The Most Underrated Endurance Workout? Hiking

Have you ever met anyone who regretted taking a good, hard day hike? Me neither.

There’s something special about moderately paced movement through nature that leaves one feeling refreshed, renewed, and satisfied. Recent studies show that a walk in the woods—especially at the right tempo—is a superb way to build endurance and strength.

For a study published earlier this year in the journal PLOS One, a team of researchers affiliated with the University of Innsbruck in Austria had individuals complete two three-hour workouts under distinct conditions. The first was a “fast walk” on an indoor treadmill; the second was an outdoor hike through mountains. In the treadmill condition, the incline settings were contrived to mimic the outdoor route as closely as possible, so that the physical strain of both scenarios would be similar. (The researchers could not force the treadmills to decline, so outdoor downhill segments became indoor flat segments.)

During and immediately following both workouts, the researchers collected physiological and psychological measures. What they found is interesting, a bit paradoxical, and fully in support of hiking.

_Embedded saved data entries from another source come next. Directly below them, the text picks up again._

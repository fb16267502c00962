//! Product stats, rating and markup.
//!
//! A product's stats are fixed when development finishes and depend on
//! the share of office output each job contributed while it was being
//! designed.

use crate::model::{Job, JobProduction, RatingWeights};

/// Stat weights per contributing job: engineer, management, R&D,
/// operations, business.
type StatWeights = [f64; 5];

const QUALITY: StatWeights = [0.10, 0.05, 0.05, 0.02, 0.02];
const PERFORMANCE: StatWeights = [0.15, 0.02, 0.02, 0.02, 0.02];
const DURABILITY: StatWeights = [0.05, 0.02, 0.08, 0.05, 0.05];
const RELIABILITY: StatWeights = [0.02, 0.08, 0.02, 0.05, 0.08];
const AESTHETICS: StatWeights = [0.00, 0.08, 0.05, 0.02, 0.10];
const FEATURES: StatWeights = [0.08, 0.05, 0.02, 0.05, 0.05];
const BALANCE: StatWeights = [1.2, 0.9, 1.3, 1.5, 1.0];

/// Finished product stats.
#[derive(Debug, Clone, Copy, PartialEq, Default)]
#[cfg_attr(feature = "serde", derive(serde::Serialize, serde::Deserialize))]
pub struct ProductStats {
    pub quality: f64,
    pub performance: f64,
    pub durability: f64,
    pub reliability: f64,
    pub aesthetics: f64,
    pub features: f64,
}

/// Contribution ratios in [`StatWeights`] order, plus the five-job total.
fn job_ratios(production: &JobProduction) -> Option<([f64; 5], f64)> {
    let order = [
        Job::Engineer,
        Job::Management,
        Job::ResearchAndDevelopment,
        Job::Operations,
        Job::Business,
    ];
    let values = order.map(|job| production[job].max(0.0));
    let total: f64 = values.iter().sum();
    if !(total > 0.0) {
        return None;
    }
    Some((values.map(|v| v / total), total))
}

fn dot(weights: &StatWeights, ratios: &[f64; 5]) -> f64 {
    weights.iter().zip(ratios).map(|(w, r)| w * r).sum()
}

/// Stats of a product developed under `production`.
///
/// Scaled by the design investment (`1 + design^0.1 / 100`) and the
/// division's research points (`1 + points^science_factor / 800`). An
/// office that produces nothing yields all-zero stats.
pub fn product_stats(
    production: &JobProduction,
    design_investment: f64,
    research_points: f64,
    science_factor: f64,
) -> ProductStats {
    let Some((ratios, _)) = job_ratios(production) else {
        return ProductStats::default();
    };
    let design = 1.0 + design_investment.max(0.0).powf(0.1) / 100.0;
    let science = 1.0 + research_points.max(0.0).powf(science_factor) / 800.0;
    let total = dot(&BALANCE, &ratios) * design * science;
    ProductStats {
        quality: total * dot(&QUALITY, &ratios),
        performance: total * dot(&PERFORMANCE, &ratios),
        durability: total * dot(&DURABILITY, &ratios),
        reliability: total * dot(&RELIABILITY, &ratios),
        aesthetics: total * dot(&AESTHETICS, &ratios),
        features: total * dot(&FEATURES, &ratios),
    }
}

/// Industry-weighted rating.
pub fn product_rating(stats: &ProductStats, weights: &RatingWeights) -> f64 {
    stats.quality * weights.quality
        + stats.performance * weights.performance
        + stats.durability * weights.durability
        + stats.reliability * weights.reliability
        + stats.aesthetics * weights.aesthetics
        + stats.features * weights.features
}

/// Markup of a product developed under `production`.
///
/// `100 / (adv * (quality + 0.001)^0.65 * max(business + management ratio,
/// 1 / total))`, with `adv = 1 + advertising^0.1 / 100`. `None` when the
/// office produced nothing.
pub fn product_markup(
    stats: &ProductStats,
    production: &JobProduction,
    advertising_investment: f64,
) -> Option<f64> {
    let (ratios, total) = job_ratios(production)?;
    let advertising = 1.0 + advertising_investment.max(0.0).powf(0.1) / 100.0;
    let business_management = (ratios[4] + ratios[1]).max(1.0 / total);
    Some(100.0 / (advertising * (stats.quality + 0.001).powf(0.65) * business_management))
}

/// Markup limit of a product: `max(rating, 0.001) / markup`.
pub fn product_markup_limit(rating: f64, markup: f64) -> f64 {
    rating.max(0.001) / markup
}

/// Markup limit of a material: `quality / base_markup`.
pub fn material_markup_limit(quality: f64, base_markup: f64) -> f64 {
    quality / base_markup
}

For starters, participants pushed themselves harder during the outdoor hike, as evidenced by heart rates that were, on average, six beats per minute higher. Given this, you’d think the participants would have experienced the outdoor hike as more tiring and perhaps less enjoyable. But the opposite occurred: They reported increased feelings of pleasure both during and immediately following the outdoor hike, and they said they felt less fatigued afterward.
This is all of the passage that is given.